Baker was elected to the London Assembly in 2021 and was subsequently re-elected in 2024.

She is the Labour group spokesperson on Transport. During her time on the London Assembly, Baker has successfully campaigned against the closure of train ticket offices in London. She has supported a new concession fare on TfL for care leaves between 18 and 25, which will support 16,000 London who have left state care to build independent lives without the support of a family.

Baker is a strong supporter of HS2, criticising the Government for cancelling the northern leg of the project, and for the construction of Crossrail 2 in London after the success of Crossrail 1.

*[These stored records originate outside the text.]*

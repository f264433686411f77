//! Builds `<target>` content from a translated PO string.
//!
//! The translation is cut at `{token}` boundaries. Literal runs become text
//! nodes; each token is swapped for a copy of the `source` placeholder it
//! names, so inline markup survives the text round trip with its attributes
//! intact.

use lazy_static::lazy_static;
use regex::Regex;

use crate::{
    error::Error,
    formats::xliff::{TARGET_TAG, render_element},
    placeholder::PlaceholderIndex,
    types::{Element, Node},
};

lazy_static! {
    /// `{identifier}` with ASCII word characters, as upstream extraction writes them.
    static ref TOKEN_REGEX: Regex = Regex::new(r"\{[A-Za-z0-9_]+\}").unwrap();
}

/// One piece of a translated string.
#[derive(Debug, Clone, Copy, PartialEq, Eq)]
pub enum Segment<'a> {
    /// Literal text between tokens.
    Text(&'a str),
    /// A token key, braces stripped.
    Token(&'a str),
}

/// Splits `translation` into alternating literal and token segments.
/// Empty literal runs (between adjacent tokens, or at either end) are dropped.
///
/// ```rust
/// use xliffmerge::converter::{Segment, split_tokens};
/// assert_eq!(
///     split_tokens("il y a {0} jour(s)"),
///     vec![Segment::Text("il y a "), Segment::Token("0"), Segment::Text(" jour(s)")]
/// );
/// ```
pub fn split_tokens(translation: &str) -> Vec<Segment<'_>> {
    let mut segments = Vec::new();
    let mut last = 0;
    for token in TOKEN_REGEX.find_iter(translation) {
        if token.start() > last {
            segments.push(Segment::Text(&translation[last..token.start()]));
        }
        let raw = token.as_str();
        segments.push(Segment::Token(&raw[1..raw.len() - 1]));
        last = token.end();
    }
    if last < translation.len() {
        segments.push(Segment::Text(&translation[last..]));
    }
    segments
}

/// Produces the `<target>` element for `translation`.
///
/// `index` must come from the unit's original `source`, which is also
/// quoted in the error when a token names no known placeholder. There is no
/// partial result: either every token resolves or the whole call fails.
pub fn synthesize_target(
    translation: &str,
    index: &PlaceholderIndex,
    source: &Element,
) -> Result<Element, Error> {
    let children = split_tokens(translation)
        .into_iter()
        .map(|segment| match segment {
            Segment::Text(text) => Ok(Node::text(text)),
            Segment::Token(key) => index
                .get(key)
                .cloned()
                .map(Node::Element)
                .ok_or_else(|| Error::UnresolvedPlaceholder {
                    key: key.to_string(),
                    node: render_element(source),
                    known: index.keys(),
                }),
        })
        .collect::<Result<Vec<_>, _>>()?;

    Ok(Element {
        name: TARGET_TAG.to_string(),
        attributes: Vec::new(),
        children,
    })
}
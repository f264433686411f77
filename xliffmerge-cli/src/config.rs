//! Loading a special-case table from disk.

use std::{fs, path::Path};

use xliffmerge::SpecialCases;

/// Reads a flat string-to-string map from `path`, as JSON or TOML
/// depending on the extension.
///
/// ```toml
/// "{0} week(s) ago" = "{ago} week(s) ago"
/// ```
pub fn load_special_cases(path: &str) -> Result<SpecialCases, String> {
    let ext = Path::new(path)
        .extension()
        .and_then(|ext| ext.to_str())
        .unwrap_or("")
        .to_lowercase();

    let content = fs::read_to_string(path)
        .map_err(|e| format!("Cannot read special cases file {}: {}", path, e))?;

    match ext.as_str() {
        "json" => serde_json::from_str(&content)
            .map_err(|e| format!("Invalid special cases JSON in {}: {}", path, e)),
        "toml" => toml::from_str(&content)
            .map_err(|e| format!("Invalid special cases TOML in {}: {}", path, e)),
        _ => Err(format!(
            "Unsupported file extension for special cases: {}. Expected: json, toml",
            ext
        )),
    }
}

Assembly Member Baker has used her platform to advocate for public ownership of train services, condemning the poor performance record of Train Operating Companies that serve London in comparison to those run by TfL.

As well as her campaigning on transport, Assembly Member Baker has supported the campaign to save the English National Opera and LGBT+ venue Bethnal Green Working Men's Club in East London.